Analgesics of the Future: ASIC Inhibitors and IGF for Migraine Relief

Acid-sensing ion channel inhibitors and insulin growth factor-1 offer new tools in chronic migraine care – especially for patients refractory to traditional medications.

Editor’s Note: Two reviews on the migraine pipeline follow, one focusing on ASICs and the other on IGF-1.

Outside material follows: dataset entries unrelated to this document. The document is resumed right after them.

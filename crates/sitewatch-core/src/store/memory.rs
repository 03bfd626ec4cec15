//! In-memory store

use std::collections::HashMap;
use std::sync::RwLock;

use super::{validate_key, KvStore, PersistenceError};

/// Volatile store, lost on drop
#[derive(Debug, Default)]
pub struct MemoryStore {
    values: RwLock<HashMap<String, Vec<u8>>>,
}

impl MemoryStore {
    pub fn new() -> Self {
        Self::default()
    }

    /// Number of stored keys
    pub fn len(&self) -> usize {
        self.values.read().map(|v| v.len()).unwrap_or(0)
    }

    pub fn is_empty(&self) -> bool {
        self.len() == 0
    }
}

impl KvStore for MemoryStore {
    fn get(&self, key: &str) -> Result<Option<Vec<u8>>, PersistenceError> {
        validate_key(key)?;
        let values = self.values.read().map_err(|_| PersistenceError::LockPoisoned)?;
        Ok(values.get(key).cloned())
    }

    fn put(&self, key: &str, value: &[u8]) -> Result<(), PersistenceError> {
        validate_key(key)?;
        let mut values = self.values.write().map_err(|_| PersistenceError::LockPoisoned)?;
        values.insert(key.to_string(), value.to_vec());
        Ok(())
    }
}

Acid-sensing Ion Channel Inhibitors May Treat and Prevent Migraine Refractory to Traditional Medications  

ASIC Inhibitors in a Snapshot

  • Product/Class: proton-sensing channels
  • Features: widely expressed in the CNS and PNS; activation of these channels is linked to various processes, such as memory, learning, fear, anxiety, ischemia, and multiple sclerosis; ASICs are also involved in inflammation, nociception transduction, and production of painful sensations; a drug that antagonizes ASIC1a and ASIC2a currents might be capable of inhibiting pain in the CNS. If a drug targets ASIC1b, it may be able to block pain signals both centrally and peripherally.
  • Potential Impact on Pain Management: ASIC inhibitors may be able to treat and prevent migraines that are nonresponsive to traditional triptans.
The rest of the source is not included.